Task material Start Marker

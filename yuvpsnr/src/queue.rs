//! Per-plane FIFO queues of outstanding work and the admission policy that
//! bounds them.

use std::collections::VecDeque;

use crate::aggregate::{FrameAggregator, FrameReport};
use crate::diff::TaskHandle;
use crate::geometry::Plane;
use crate::PsnrError;

/// Outstanding [`TaskHandle`]s, one FIFO per plane, in stream order.
///
/// Only the producer thread touches the queues.
#[derive(Debug, Default)]
pub struct PlaneQueues {
    queues: [VecDeque<TaskHandle>; 3],
}

impl PlaneQueues {
    #[must_use]
    pub fn new() -> Self {
        Self::default()
    }

    /// Appends `handle` to the queue for `plane`.
    pub fn submit(&mut self, plane: Plane, handle: TaskHandle) {
        debug_assert_eq!(handle.plane(), plane);
        self.queues[plane.index()].push_back(handle);
    }

    /// Handles across all three queues.
    #[must_use]
    pub fn total_outstanding(&self) -> usize {
        self.queues.iter().map(VecDeque::len).sum()
    }

    /// Handles queued for `plane`.
    #[must_use]
    pub fn len(&self, plane: Plane) -> usize {
        self.queues[plane.index()].len()
    }

    #[must_use]
    pub fn is_empty(&self) -> bool {
        self.queues.iter().all(VecDeque::is_empty)
    }

    /// Pops the oldest Y, U and V handles together.
    ///
    /// # Errors
    /// [`PsnrError::Desynchronized`] if some queues are empty and others are
    /// not; nothing is popped in that case.
    pub fn pop_frame(&mut self) -> Result<Option<[TaskHandle; 3]>, PsnrError> {
        if self.is_empty() {
            return Ok(None);
        }
        if self.queues.iter().any(VecDeque::is_empty) {
            return Err(self.desync());
        }
        let [y, u, v] = &mut self.queues;
        match (y.pop_front(), u.pop_front(), v.pop_front()) {
            (Some(y), Some(u), Some(v)) => Ok(Some([y, u, v])),
            _ => unreachable!("all queues checked non-empty"),
        }
    }

    /// Removes every queued handle in stream order, Y before U before V.
    ///
    /// Used to discard an incomplete trailing frame.
    pub fn take_all(&mut self) -> Vec<TaskHandle> {
        self.queues.iter_mut().flat_map(|q| q.drain(..)).collect()
    }

    fn desync(&self) -> PsnrError {
        PsnrError::Desynchronized {
            y: self.len(Plane::Y),
            u: self.len(Plane::U),
            v: self.len(Plane::V),
        }
    }
}

/// Backpressure: caps the number of unresolved window computations.
///
/// There is no semaphore; the producer blocks inside the frame drains that
/// [`Admission::admit`] forces, waiting on the oldest work first.
#[derive(Debug, Clone, Copy, PartialEq, Eq)]
pub struct Admission {
    bound: usize,
}

impl Admission {
    /// Windows per frame; one concurrency unit admits one frame's worth.
    pub const UNIT: usize = 3;

    /// Admission for concurrency unit `concurrency` (bound = `3 * concurrency`).
    ///
    /// # Errors
    /// [`PsnrError::InvalidConcurrency`] for zero or an overflowing unit.
    pub fn new(concurrency: usize) -> Result<Self, PsnrError> {
        let bound = concurrency
            .checked_mul(Self::UNIT)
            .filter(|&b| b >= Self::UNIT)
            .ok_or(PsnrError::InvalidConcurrency { concurrency })?;
        Ok(Self { bound })
    }

    #[inline]
    #[must_use]
    pub fn bound(&self) -> usize {
        self.bound
    }

    /// Drains the oldest frames until fewer than `bound` handles remain.
    ///
    /// Returns how many frames were drained. With `bound >= 3` at least one
    /// complete frame is queued whenever the bound is reached, because an
    /// unfinished frame holds at most two handles.
    ///
    /// # Errors
    /// Anything [`FrameAggregator::drain_one_frame`] reports.
    pub fn admit(
        &self,
        queues: &mut PlaneQueues,
        aggregator: &mut FrameAggregator,
        on_frame: &mut impl FnMut(&FrameReport),
    ) -> Result<usize, PsnrError> {
        let mut drained = 0;
        while queues.total_outstanding() >= self.bound {
            match aggregator.drain_one_frame(queues)? {
                Some(report) => {
                    drained += 1;
                    on_frame(&report);
                }
                None => break,
            }
        }
        if drained > 0 {
            tracing::debug!(
                drained,
                outstanding = queues.total_outstanding(),
                bound = self.bound,
                "admission drained frames"
            );
        }
        debug_assert!(queues.total_outstanding() < self.bound);
        Ok(drained)
    }
}
//! Frame-by-frame resolution of queued work into PSNR figures.

use crate::geometry::{FrameGeometry, Plane};
use crate::psnr::PlanarMetrics;
use crate::queue::PlaneQueues;
use crate::PsnrError;

/// Result for one drained frame.
#[derive(Debug, Clone, Copy, PartialEq)]
pub struct FrameReport {
    /// Zero-based frame index.
    pub index: u64,
    /// Mean squared error per plane.
    pub mse: PlanarMetrics,
    /// PSNR per plane in dB (`inf` for identical planes).
    pub psnr: PlanarMetrics,
}

/// Aggregate over a whole stream.
#[derive(Debug, Clone, Copy, PartialEq)]
pub struct StreamTotals {
    /// Complete frames accumulated.
    pub frames: u64,
    /// Sum of squared errors per plane over all frames.
    pub sse: PlanarMetrics,
    /// Mean squared error per plane over all frames.
    pub mse: PlanarMetrics,
    /// PSNR per plane in dB.
    pub psnr: PlanarMetrics,
}

/// Resolves queued handles a frame at a time and keeps the grand totals.
///
/// Handles are waited on in submission order, so the totals are the same
/// floating-point sums a single-threaded run would produce.
#[derive(Debug, Clone)]
pub struct FrameAggregator {
    geometry: FrameGeometry,
    totals: [f64; 3],
    frames: u64,
}

impl FrameAggregator {
    #[must_use]
    pub fn new(geometry: FrameGeometry) -> Self {
        Self {
            geometry,
            totals: [0.0; 3],
            frames: 0,
        }
    }

    /// Frames drained so far.
    #[must_use]
    pub fn frames(&self) -> u64 {
        self.frames
    }

    /// Pops the oldest Y, U and V handles, waits for them and accumulates.
    ///
    /// Returns `None` when all queues are empty.
    ///
    /// # Errors
    /// [`PsnrError::Desynchronized`] if only some queues hold work, or
    /// [`PsnrError::TaskFailed`] if a worker died.
    pub fn drain_one_frame(
        &mut self,
        queues: &mut PlaneQueues,
    ) -> Result<Option<FrameReport>, PsnrError> {
        let Some(handles) = queues.pop_frame()? else {
            return Ok(None);
        };

        let mut sse = [0.0f64; 3];
        for (slot, handle) in sse.iter_mut().zip(handles) {
            *slot = handle.wait()?;
        }
        for (total, value) in self.totals.iter_mut().zip(sse) {
            *total += value;
        }

        let mse = PlanarMetrics::new(
            sse[0] / self.samples(Plane::Y),
            sse[1] / self.samples(Plane::U),
            sse[2] / self.samples(Plane::V),
        );
        let report = FrameReport {
            index: self.frames,
            mse,
            psnr: mse.to_psnr(),
        };
        self.frames += 1;
        Ok(Some(report))
    }

    /// Final per-plane figures over every drained frame.
    ///
    /// With no frames the MSE is taken as zero, so PSNR reads `inf`.
    #[must_use]
    pub fn finish(self) -> StreamTotals {
        let frames = self.frames as f64;
        let mean = |plane: Plane| {
            if self.frames == 0 {
                0.0
            } else {
                self.totals[plane.index()] / (self.samples(plane) * frames)
            }
        };
        let mse = PlanarMetrics::new(mean(Plane::Y), mean(Plane::U), mean(Plane::V));
        StreamTotals {
            frames: self.frames,
            sse: PlanarMetrics::new(self.totals[0], self.totals[1], self.totals[2]),
            mse,
            psnr: mse.to_psnr(),
        }
    }

    fn samples(&self, plane: Plane) -> f64 {
        self.geometry.plane_len(plane) as f64
    }
}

Task material End Marker

== Your objective ==
Wherever a line in the data above holds the word "FrameAggregator", copy that line.

== Response to this task ==
use crate::aggregate::{FrameAggregator, FrameReport};
    /// Anything [`FrameAggregator::drain_one_frame`] reports.
        aggregator: &mut FrameAggregator,
pub struct FrameAggregator {
impl FrameAggregator {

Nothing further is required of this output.